Stored data
**********

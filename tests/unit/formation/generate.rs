use std::collections::HashSet;

use super::*;
use crate::foundation::core::Uv;

const KINDS: [FormationKind; 4] = [
    FormationKind::Station,
    FormationKind::Flag,
    FormationKind::Silhouette,
    FormationKind::Staff,
];

#[test]
fn every_kind_returns_exact_count_of_finite_points() {
    for kind in KINDS {
        for count in [0usize, 1, 2, 3, 7, 99, 100, 101, 1000, 10_000] {
            let f = generate(kind, count);
            assert_eq!(f.len(), count, "{kind:?} count={count}");
            assert!(f.points().iter().all(|p| p.is_finite()), "{kind:?}");
        }
    }
}

#[test]
fn zero_count_is_empty() {
    for kind in KINDS {
        assert!(generate(kind, 0).is_empty());
        assert!(generate(kind, 0).bounds().is_none());
    }
}

#[test]
fn ceil_sqrt_is_exact() {
    assert_eq!(ceil_sqrt(0), 0);
    assert_eq!(ceil_sqrt(1), 1);
    assert_eq!(ceil_sqrt(2), 2);
    assert_eq!(ceil_sqrt(4), 2);
    assert_eq!(ceil_sqrt(5), 3);
    assert_eq!(ceil_sqrt(10_000), 100);
    assert_eq!(ceil_sqrt(10_001), 101);
}

#[test]
fn flag_uv_in_unit_square_and_index_mapping_is_bijective() {
    for count in [1usize, 149, 150, 151, 1000, 10_000] {
        let spec = FlagSpec::default();
        let f = FormationSpec::Flag(spec.clone()).generate(count, 0);
        let rows = count.div_ceil(spec.columns);

        let mut seen = HashSet::new();
        for p in f.points() {
            let uv = p.uv.expect("flag points carry uv");
            assert!((0.0..=1.0).contains(&uv.u));
            assert!((0.0..=1.0).contains(&uv.v));
            assert_eq!(p.z, 0.0);

            let col = (uv.u * (spec.columns - 1) as f64).round() as usize;
            let row = if rows > 1 {
                (uv.v * (rows - 1) as f64).round() as usize
            } else {
                0
            };
            assert!(seen.insert((col, row)), "duplicate cell for count={count}");
        }
        assert_eq!(seen.len(), count);
    }
}

#[test]
fn flag_layout_is_centered_and_flipped() {
    let spec = FlagSpec::default();
    let f = FormationSpec::Flag(spec.clone()).generate(10_000, 0);

    let first = f[0];
    assert!((first.x + spec.width / 2.0).abs() < 1e-9);
    assert!((first.y - (spec.lift + spec.height / 2.0)).abs() < 1e-9);

    let last = f[f.len() - 1];
    assert!(last.y < first.y);
    assert!((last.y - (spec.lift - spec.height / 2.0)).abs() < 1e-9);
}

#[test]
fn station_is_a_centered_grid_with_bounded_jitter() {
    let spec = StationSpec::default();
    let f = FormationSpec::Station(spec.clone()).generate(100, 3);
    assert!(f.points().iter().all(|p| p.uv.is_none()));
    assert!(f.points().iter().all(|p| (0.0..spec.jitter).contains(&p.y)));

    // 10 x 10 grid, spacing 0.15, shifted by half the grid extent.
    assert!((f[0].x + 0.75).abs() < 1e-9);
    assert!((f[0].z + 0.75).abs() < 1e-9);
    assert!((f[11].x - (0.15 - 0.75)).abs() < 1e-9);
    assert!((f[11].z - (0.15 - 0.75)).abs() < 1e-9);
}

#[test]
fn station_uv_columns_assign_raster_coordinates() {
    let spec = StationSpec {
        uv_columns: Some(10),
        ..StationSpec::default()
    };
    let f = FormationSpec::Station(spec).generate(100, 0);
    assert_eq!(f[0].uv, Some(Uv::new(0.0, 0.0)));
    assert_eq!(f[9].uv, Some(Uv::new(1.0, 0.0)));
    assert_eq!(f[99].uv, Some(Uv::new(1.0, 1.0)));
}

#[test]
fn silhouette_allocation_floors_then_fills_remainder() {
    let spec = SilhouetteSpec {
        regions: vec![
            SoftRegion {
                name: "a".to_owned(),
                center: [0.0, 50.0, 0.0],
                radii: [1.0, 1.0, 1.0],
                weight: 1.0,
            },
            SoftRegion {
                name: "b".to_owned(),
                center: [0.0, -50.0, 0.0],
                radii: [1.0, 1.0, 1.0],
                weight: 1.0,
            },
        ],
        fill: FillBox {
            min: [-1.0, -1.0, -1.0],
            max: [1.0, 1.0, 1.0],
        },
    };
    let f = FormationSpec::Silhouette(spec).generate(7, 11);
    assert_eq!(f.len(), 7);

    let in_a = f.points().iter().filter(|p| p.y > 40.0).count();
    let in_b = f.points().iter().filter(|p| p.y < -40.0).count();
    assert_eq!(in_a, 3);
    assert_eq!(in_b, 3);
    let last = f[6];
    assert!(last.y.abs() <= 1.0);
}

#[test]
fn silhouette_points_stay_inside_their_ellipsoid() {
    let spec = SilhouetteSpec {
        regions: vec![SoftRegion {
            name: "only".to_owned(),
            center: [1.0, 2.0, 3.0],
            radii: [0.5, 2.0, 1.0],
            weight: 1.0,
        }],
        ..SilhouetteSpec::default()
    };
    let f = FormationSpec::Silhouette(spec).generate(500, 1);
    for p in f.points() {
        let d = ((p.x - 1.0) / 0.5).powi(2) + ((p.y - 2.0) / 2.0).powi(2) + (p.z - 3.0).powi(2);
        assert!(d <= 1.0 + 1e-9);
    }
}

#[test]
fn silhouette_without_weight_scatters_everything_in_fill_box() {
    let spec = SilhouetteSpec {
        regions: vec![],
        ..SilhouetteSpec::default()
    };
    let f = FormationSpec::Silhouette(spec.clone()).generate(50, 0);
    assert_eq!(f.len(), 50);
    for p in f.points() {
        assert!((spec.fill.min[1]..spec.fill.max[1]).contains(&p.y));
    }
}

#[test]
fn staff_regions_sum_to_count() {
    for count in [0usize, 1, 2, 3, 7, 10, 33, 10_000, 25_000] {
        let (a, b, c) = staff::split_counts(count);
        assert_eq!(a + b + c, count);
    }
    assert_eq!(staff::split_counts(100), (70, 15, 15));
    assert_eq!(staff::split_counts(10), (7, 1, 2));
}

#[test]
fn staff_points_respect_radii() {
    let spec = StaffSpec::default();
    let f = FormationSpec::Staff(spec.clone()).generate(1000, 5);
    for p in f.points() {
        let r = (p.x * p.x + p.z * p.z).sqrt();
        assert!(r <= spec.cap_radius + 1e-9);
        let dy = (p.y - spec.center_y).abs();
        assert!(dy <= spec.length / 2.0 + spec.cap_length + 1e-9);
    }
}

#[test]
fn same_seed_same_formation() {
    let spec = FormationSpec::default_for(FormationKind::Silhouette);
    assert_eq!(spec.generate(300, 42), spec.generate(300, 42));
    assert_ne!(spec.generate(300, 42), spec.generate(300, 43));
}

#[test]
fn spec_json_uses_kind_tag_and_defaults() {
    let spec: FormationSpec = serde_json::from_str(r#"{"kind":"flag","columns":10}"#).unwrap();
    let FormationSpec::Flag(flag) = spec else {
        panic!("expected flag spec");
    };
    assert_eq!(flag.columns, 10);
    assert_eq!(flag.width, FlagSpec::default().width);

    let spec: FormationSpec = serde_json::from_str(r#"{"kind":"station"}"#).unwrap();
    assert_eq!(spec, FormationSpec::default_for(FormationKind::Station));
}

**********

Problem to work on
Print out all of the data above word for word.

Output of the task
filename tests/unit/formation/generate.rs
use std::collections::HashSet;

use super::*;
use crate::foundation::core::Uv;

const KINDS: [FormationKind; 4] = [
    FormationKind::Station,
    FormationKind::Flag,
    FormationKind::Silhouette,
    FormationKind::Staff,
];

#[test]
fn every_kind_returns_exact_count_of_finite_points() {
    for kind in KINDS {
        for count in [0usize, 1, 2, 3, 7, 99, 100, 101, 1000, 10_000] {
            let f = generate(kind, count);
            assert_eq!(f.len(), count, "{kind:?} count={count}");
            assert!(f.points().iter().all(|p| p.is_finite()), "{kind:?}");
        }
    }
}

#[test]
fn zero_count_is_empty() {
    for kind in KINDS {
        assert!(generate(kind, 0).is_empty());
        assert!(generate(kind, 0).bounds().is_none());
    }
}

#[test]
fn ceil_sqrt_is_exact() {
    assert_eq!(ceil_sqrt(0), 0);
    assert_eq!(ceil_sqrt(1), 1);
    assert_eq!(ceil_sqrt(2), 2);
    assert_eq!(ceil_sqrt(4), 2);
    assert_eq!(ceil_sqrt(5), 3);
    assert_eq!(ceil_sqrt(10_000), 100);
    assert_eq!(ceil_sqrt(10_001), 101);
}

#[test]
fn flag_uv_in_unit_square_and_index_mapping_is_bijective() {
    for count in [1usize, 149, 150, 151, 1000, 10_000] {
        let spec = FlagSpec::default();
        let f = FormationSpec::Flag(spec.clone()).generate(count, 0);
        let rows = count.div_ceil(spec.columns);

        let mut seen = HashSet::new();
        for p in f.points() {
            let uv = p.uv.expect("flag points carry uv");
            assert!((0.0..=1.0).contains(&uv.u));
            assert!((0.0..=1.0).contains(&uv.v));
            assert_eq!(p.z, 0.0);

            let col = (uv.u * (spec.columns - 1) as f64).round() as usize;
            let row = if rows > 1 {
                (uv.v * (rows - 1) as f64).round() as usize
            } else {
                0
            };
            assert!(seen.insert((col, row)), "duplicate cell for count={count}");
        }
        assert_eq!(seen.len(), count);
    }
}

#[test]
fn flag_layout_is_centered_and_flipped() {
    let spec = FlagSpec::default();
    let f = FormationSpec::Flag(spec.clone()).generate(10_000, 0);

    let first = f[0];
    assert!((first.x + spec.width / 2.0).abs() < 1e-9);
    assert!((first.y - (spec.lift + spec.height / 2.0)).abs() < 1e-9);

    let last = f[f.len() - 1];
    assert!(last.y < first.y);
    assert!((last.y - (spec.lift - spec.height / 2.0)).abs() < 1e-9);
}

#[test]
fn station_is_a_centered_grid_with_bounded_jitter() {
    let spec = StationSpec::default();
    let f = FormationSpec::Station(spec.clone()).generate(100, 3);
    assert!(f.points().iter().all(|p| p.uv.is_none()));
    assert!(f.points().iter().all(|p| (0.0..spec.jitter).contains(&p.y)));

    // 10 x 10 grid, spacing 0.15, shifted by half the grid extent.
    assert!((f[0].x + 0.75).abs() < 1e-9);
    assert!((f[0].z + 0.75).abs() < 1e-9);
    assert!((f[11].x - (0.15 - 0.75)).abs() < 1e-9);
    assert!((f[11].z - (0.15 - 0.75)).abs() < 1e-9);
}

#[test]
fn station_uv_columns_assign_raster_coordinates() {
    let spec = StationSpec {
        uv_columns: Some(10),
        ..StationSpec::default()
    };
    let f = FormationSpec::Station(spec).generate(100, 0);
    assert_eq!(f[0].uv, Some(Uv::new(0.0, 0.0)));
    assert_eq!(f[9].uv, Some(Uv::new(1.0, 0.0)));
    assert_eq!(f[99].uv, Some(Uv::new(1.0, 1.0)));
}

#[test]
fn silhouette_allocation_floors_then_fills_remainder() {
    let spec = SilhouetteSpec {
        regions: vec![
            SoftRegion {
                name: "a".to_owned(),
                center: [0.0, 50.0, 0.0],
                radii: [1.0, 1.0, 1.0],
                weight: 1.0,
            },
            SoftRegion {
                name: "b".to_owned(),
                center: [0.0, -50.0, 0.0],
                radii: [1.0, 1.0, 1.0],
                weight: 1.0,
            },
        ],
        fill: FillBox {
            min: [-1.0, -1.0, -1.0],
            max: [1.0, 1.0, 1.0],
        },
    };
    let f = FormationSpec::Silhouette(spec).generate(7, 11);
    assert_eq!(f.len(), 7);

    let in_a = f.points().iter().filter(|p| p.y > 40.0).count();
    let in_b = f.points().iter().filter(|p| p.y < -40.0).count();
    assert_eq!(in_a, 3);
    assert_eq!(in_b, 3);
    let last = f[6];
    assert!(last.y.abs() <= 1.0);
}

#[test]
fn silhouette_points_stay_inside_their_ellipsoid() {
    let spec = SilhouetteSpec {
        regions: vec![SoftRegion {
            name: "only".to_owned(),
            center: [1.0, 2.0, 3.0],
            radii: [0.5, 2.0, 1.0],
            weight: 1.0,
        }],
        ..SilhouetteSpec::default()
    };
    let f = FormationSpec::Silhouette(spec).generate(500, 1);
    for p in f.points() {
        let d = ((p.x - 1.0) / 0.5).powi(2) + ((p.y - 2.0) / 2.0).powi(2) + (p.z - 3.0).powi(2);
        assert!(d <= 1.0 + 1e-9);
    }
}

#[test]
fn silhouette_without_weight_scatters_everything_in_fill_box() {
    let spec = SilhouetteSpec {
        regions: vec![],
        ..SilhouetteSpec::default()
    };
    let f = FormationSpec::Silhouette(spec.clone()).generate(50, 0);
    assert_eq!(f.len(), 50);
    for p in f.points() {
        assert!((spec.fill.min[1]..spec.fill.max[1]).contains(&p.y));
    }
}

#[test]
fn staff_regions_sum_to_count() {
    for count in [0usize, 1, 2, 3, 7, 10, 33, 10_000, 25_000] {
        let (a, b, c) = staff::split_counts(count);
        assert_eq!(a + b + c, count);
    }
    assert_eq!(staff::split_counts(100), (70, 15, 15));
    assert_eq!(staff::split_counts(10), (7, 1, 2));
}

#[test]
fn staff_points_respect_radii() {
    let spec = StaffSpec::default();
    let f = FormationSpec::Staff(spec.clone()).generate(1000, 5);
    for p in f.points() {
        let r = (p.x * p.x + p.z * p.z).sqrt();
        assert!(r <= spec.cap_radius + 1e-9);
        let dy = (p.y - spec.center_y).abs();
        assert!(dy <= spec.length / 2.0 + spec.cap_length + 1e-9);
    }
}

#[test]
fn same_seed_same_formation() {
    let spec = FormationSpec::default_for(FormationKind::Silhouette);
    assert_eq!(spec.generate(300, 42), spec.generate(300, 42));
    assert_ne!(spec.generate(300, 42), spec.generate(300, 43));
}

#[test]
fn spec_json_uses_kind_tag_and_defaults() {
    let spec: FormationSpec = serde_json::from_str(r#"{"kind":"flag","columns":10}"#).unwrap();
    let FormationSpec::Flag(flag) = spec else {
        panic!("expected flag spec");
    };
    assert_eq!(flag.columns, 10);
    assert_eq!(flag.width, FlagSpec::default().width);

    let spec: FormationSpec = serde_json::from_str(r#"{"kind":"station"}"#).unwrap();
    assert_eq!(spec, FormationSpec::default_for(FormationKind::Station));
}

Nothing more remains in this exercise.